→ **EXTRACTED RECORDS**
########
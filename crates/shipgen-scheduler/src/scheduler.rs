//! Background level generation.
//!
//! A [`GenerationScheduler`] owns one worker thread that keeps the look-ahead
//! queue topped up: it derives a batch of parameters big enough to refill the
//! queue, solves them one by one, then cools down before the next batch.
//!
//! ```text
//!   Idle ──start()──▶ Generating ──cancel()──▶ Cancelled
//!    ▲                                             │
//!    └──────────── reset_after_cancel() ───────────┘
//! ```

use shipgen_logic::layout::{GenerationParameters, LevelLayout};
use shipgen_logic::validation::{validate_layout, Severity};
use std::sync::atomic::{AtomicU64, Ordering};
use std::sync::{Arc, Mutex};
use std::thread::JoinHandle;
use std::time::Duration;

use crate::cancel::CancellationContext;
use crate::config::SchedulerConfig;
use crate::lock;
use crate::progression::Progression;
use crate::queue::LookaheadQueue;
use crate::solver::SolverClient;

#[derive(Debug, Clone, Copy, PartialEq, Eq)]
pub enum SchedulerState {
    Idle,
    Generating,
    Cancelled,
}

/// Running totals since the scheduler was created.
#[derive(Debug, Clone, Copy, Default, PartialEq, Eq)]
pub struct SchedulerStats {
    pub batches: u64,
    pub solved: u64,
    pub unsolved: u64,
    /// Solved after cancellation and thrown away.
    pub discarded: u64,
}

#[derive(Debug, Default)]
struct Counters {
    batches: AtomicU64,
    solved: AtomicU64,
    unsolved: AtomicU64,
    discarded: AtomicU64,
}

struct Shared {
    queue: LookaheadQueue,
    state: Mutex<SchedulerState>,
    cancel: CancellationContext,
    counters: Counters,
}

pub struct GenerationScheduler {
    shared: Arc<Shared>,
    solver: Arc<dyn SolverClient>,
    cooldown: Duration,
    /// `None` while the worker owns it.
    progression: Option<Progression>,
    config: SchedulerConfig,
    worker: Option<JoinHandle<Progression>>,
}

impl GenerationScheduler {
    pub fn new(config: SchedulerConfig, solver: Arc<dyn SolverClient>) -> Self {
        let shared = Arc::new(Shared {
            queue: LookaheadQueue::new(config.queue_depth.max(1)),
            state: Mutex::new(SchedulerState::Idle),
            cancel: CancellationContext::new(),
            counters: Counters::default(),
        });
        Self {
            shared,
            solver,
            cooldown: config.cooldown(),
            progression: Some(Progression::new(
                config.progression.clone(),
                config.initial_seed,
            )),
            config,
            worker: None,
        }
    }

    /// Begin (or resume) background generation. No-op while already running.
    pub fn start(&mut self) {
        let shared = Arc::clone(&self.shared);
        let mut state = lock(&shared.state);
        match *state {
            SchedulerState::Cancelled => {
                log::warn!(
                    "Ignoring start(): cancellation pending, call reset_after_cancel() first"
                );
                return;
            }
            SchedulerState::Generating if self.worker_alive() => return,
            SchedulerState::Generating => {
                log::warn!("Generation worker exited unexpectedly, restarting");
            }
            SchedulerState::Idle => {}
        }
        self.reclaim_worker();

        let progression = self.take_progression();
        let worker_shared = Arc::clone(&shared);
        let solver = Arc::clone(&self.solver);
        let cooldown = self.cooldown;
        match std::thread::Builder::new()
            .name("shipgen-generation".into())
            .spawn(move || run_worker(worker_shared, solver, progression, cooldown))
        {
            Ok(handle) => {
                self.worker = Some(handle);
                *state = SchedulerState::Generating;
                log::info!("Generation started (queue depth {})", shared.queue.depth());
            }
            Err(e) => {
                // The progression moved into the failed closure; continue from config.
                log::error!("Failed to spawn generation worker: {e}. Generation stays idle.");
                self.progression = None;
                *state = SchedulerState::Idle;
            }
        }
    }

    /// Ask the worker to stop. The in-flight solve sees it at its next
    /// checkpoint; nothing is queued after this returns.
    pub fn cancel(&self) {
        self.shared.queue.fenced(|| self.shared.cancel.request());
        *lock(&self.shared.state) = SchedulerState::Cancelled;
        log::info!("Generation cancelled");
    }

    /// Wait for a cancelled worker to exit, then allow `start()` again.
    ///
    /// Does nothing if no cancellation is pending.
    pub fn reset_after_cancel(&mut self) {
        if !self.shared.cancel.is_requested() {
            return;
        }
        self.reclaim_worker();
        self.shared.cancel.reset();
        *lock(&self.shared.state) = SchedulerState::Idle;
        log::debug!("Cancellation cleared");
    }

    pub fn try_dequeue(&self) -> Option<LevelLayout> {
        self.shared.queue.pop()
    }

    /// Ask the in-flight solve to settle for the candidate it already has.
    pub fn interrupt_current_if_feasible(&self) -> bool {
        if self.state() != SchedulerState::Generating {
            return false;
        }
        let accepted = self.solver.interrupt_if_feasible();
        log::debug!("Interrupt requested, solver accepted: {}", accepted);
        accepted
    }

    pub fn state(&self) -> SchedulerState {
        *lock(&self.shared.state)
    }

    pub fn queued(&self) -> usize {
        self.shared.queue.len()
    }

    pub fn queue_depth(&self) -> usize {
        self.shared.queue.depth()
    }

    pub fn cancellation(&self) -> CancellationContext {
        self.shared.cancel.clone()
    }

    pub fn stats(&self) -> SchedulerStats {
        let c = &self.shared.counters;
        SchedulerStats {
            batches: c.batches.load(Ordering::Relaxed),
            solved: c.solved.load(Ordering::Relaxed),
            unsolved: c.unsolved.load(Ordering::Relaxed),
            discarded: c.discarded.load(Ordering::Relaxed),
        }
    }

    fn worker_alive(&self) -> bool {
        self.worker.as_ref().is_some_and(|h| !h.is_finished())
    }

    /// Join the worker, if any, and take back its progression state.
    fn reclaim_worker(&mut self) {
        let Some(handle) = self.worker.take() else {
            return;
        };
        match handle.join() {
            Ok(progression) => self.progression = Some(progression),
            Err(_) => {
                log::error!("Generation worker panicked; progression restarts from config");
                self.progression = None;
            }
        }
    }

    fn take_progression(&mut self) -> Progression {
        self.progression.take().unwrap_or_else(|| {
            Progression::new(self.config.progression.clone(), self.config.initial_seed)
        })
    }
}

impl Drop for GenerationScheduler {
    fn drop(&mut self) {
        if self.worker.is_some() {
            self.shared.cancel.request();
            self.reclaim_worker();
        }
    }
}

fn run_worker(
    shared: Arc<Shared>,
    solver: Arc<dyn SolverClient>,
    mut progression: Progression,
    cooldown: Duration,
) -> Progression {
    let cancel = &shared.cancel;
    let checkpoint = || cancel.is_requested();

    while !cancel.is_requested() {
        let deficit = shared.queue.deficit();
        if deficit > 0 {
            let batch = progression.next_batch(deficit);
            shared.counters.batches.fetch_add(1, Ordering::Relaxed);
            log::info!("Dispatching batch of {} levels", batch.len());

            for params in batch {
                if cancel.is_requested() {
                    break;
                }
                let Some(mut layout) = solver.solve(&params, &checkpoint) else {
                    shared.counters.unsolved.fetch_add(1, Ordering::Relaxed);
                    log::info!("Solver found no layout for seed {}", params.seed);
                    continue;
                };
                stamp_parameters(&mut layout, &params);
                report_findings(&layout);
                let seed = layout.seed;
                if shared.queue.push_unless(layout, checkpoint) {
                    shared.counters.solved.fetch_add(1, Ordering::Relaxed);
                    log::debug!("Queued layout seed {} ({} ready)", seed, shared.queue.len());
                } else {
                    shared.counters.discarded.fetch_add(1, Ordering::Relaxed);
                    log::debug!("Discarded layout seed {}", seed);
                }
            }
        }
        if cancel.wait_for(cooldown) {
            break;
        }
    }
    log::info!("Generation worker stopped");
    progression
}

/// Assembly seeds its door stream from `layout.seed`; it must be the
/// parameter seed even if the solver leaves it unset.
fn stamp_parameters(layout: &mut LevelLayout, params: &GenerationParameters) {
    if layout.seed != params.seed && layout.seed != 0 {
        log::warn!(
            "Solver reported seed {} for parameters with seed {}",
            layout.seed,
            params.seed
        );
    }
    layout.seed = params.seed;
    layout.width = params.width;
    layout.height = params.height;
}

fn report_findings(layout: &LevelLayout) {
    for finding in validate_layout(layout) {
        match finding.severity {
            Severity::Error => log::warn!(
                "Layout seed {} [{}]: {}",
                layout.seed,
                finding.category,
                finding.message
            ),
            Severity::Warning => log::debug!(
                "Layout seed {} [{}]: {}",
                layout.seed,
                finding.category,
                finding.message
            ),
        }
    }
}

#[cfg(test)]
mod tests {
    use super::*;
    use std::time::Instant;

    struct Stamp;

    impl SolverClient for Stamp {
        fn solve(
            &self,
            params: &GenerationParameters,
            _checkpoint: &dyn Fn() -> bool,
        ) -> Option<LevelLayout> {
            Some(LevelLayout {
                seed: params.seed,
                ..Default::default()
            })
        }
    }

    /// Leaves every metadata field at its default.
    struct Bare;

    impl SolverClient for Bare {
        fn solve(
            &self,
            _params: &GenerationParameters,
            _checkpoint: &dyn Fn() -> bool,
        ) -> Option<LevelLayout> {
            Some(LevelLayout::default())
        }
    }

    fn config(depth: usize) -> SchedulerConfig {
        SchedulerConfig {
            queue_depth: depth,
            cooldown_ms: 5,
            initial_seed: 1000,
            ..Default::default()
        }
    }

    fn wait_until(mut cond: impl FnMut() -> bool) -> bool {
        let deadline = Instant::now() + Duration::from_secs(10);
        while Instant::now() < deadline {
            if cond() {
                return true;
            }
            std::thread::sleep(Duration::from_millis(2));
        }
        false
    }

    #[test]
    fn starts_idle() {
        let s = GenerationScheduler::new(config(3), Arc::new(Stamp));
        assert_eq!(s.state(), SchedulerState::Idle);
        assert_eq!(s.queued(), 0);
        assert!(s.try_dequeue().is_none());
        assert!(!s.interrupt_current_if_feasible());
    }

    #[test]
    fn fills_queue_in_seed_order() {
        let mut s = GenerationScheduler::new(config(3), Arc::new(Stamp));
        s.start();
        assert_eq!(s.state(), SchedulerState::Generating);
        assert!(wait_until(|| s.queued() == 3));
        let seeds: Vec<u64> = (0..3).filter_map(|_| s.try_dequeue()).map(|l| l.seed).collect();
        assert_eq!(seeds, vec![1000, 1100, 1200]);
    }

    #[test]
    fn start_is_idempotent() {
        let mut s = GenerationScheduler::new(config(2), Arc::new(Stamp));
        s.start();
        s.start();
        assert!(wait_until(|| s.queued() == 2));
        assert_eq!(s.state(), SchedulerState::Generating);
    }

    #[test]
    fn start_while_cancelled_is_ignored() {
        let mut s = GenerationScheduler::new(config(2), Arc::new(Stamp));
        s.cancel();
        s.start();
        assert_eq!(s.state(), SchedulerState::Cancelled);
        s.reset_after_cancel();
        assert_eq!(s.state(), SchedulerState::Idle);
        s.start();
        assert!(wait_until(|| s.queued() == 2));
    }

    #[test]
    fn reset_without_cancel_is_harmless() {
        let mut s = GenerationScheduler::new(config(2), Arc::new(Stamp));
        s.reset_after_cancel();
        assert_eq!(s.state(), SchedulerState::Idle);
    }

    #[test]
    fn seeds_continue_across_restart() {
        let mut s = GenerationScheduler::new(config(1), Arc::new(Stamp));
        s.start();
        assert!(wait_until(|| s.queued() == 1));
        s.cancel();
        s.reset_after_cancel();
        assert_eq!(s.try_dequeue().map(|l| l.seed), Some(1000));
        s.start();
        assert!(wait_until(|| s.queued() == 1));
        assert_eq!(s.try_dequeue().map(|l| l.seed), Some(1100));
    }

    #[test]
    fn queued_layouts_carry_their_parameters() {
        let mut s = GenerationScheduler::new(config(2), Arc::new(Bare));
        s.start();
        assert!(wait_until(|| s.queued() == 2));
        let layouts: Vec<LevelLayout> = (0..2).filter_map(|_| s.try_dequeue()).collect();
        let seeds: Vec<u64> = layouts.iter().map(|l| l.seed).collect();
        assert_eq!(seeds, vec![1000, 1100]);
        for l in &layouts {
            assert_eq!((l.width, l.height), (10, 8));
        }
    }
}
########
Give the exact lines, and only those, from the line containing "assert!(!s.interrupt_current_if_feasible());" through the line containing "assert!(wait_until(|| s.queued() == 3));" in the entries above.

→ **RESPONSE TO THIS EXERCISE**
        assert!(!s.interrupt_current_if_feasible());
    }

    #[test]
    fn fills_queue_in_seed_order() {
        let mut s = GenerationScheduler::new(config(3), Arc::new(Stamp));
        s.start();
        assert_eq!(s.state(), SchedulerState::Generating);
        assert!(wait_until(|| s.queued() == 3));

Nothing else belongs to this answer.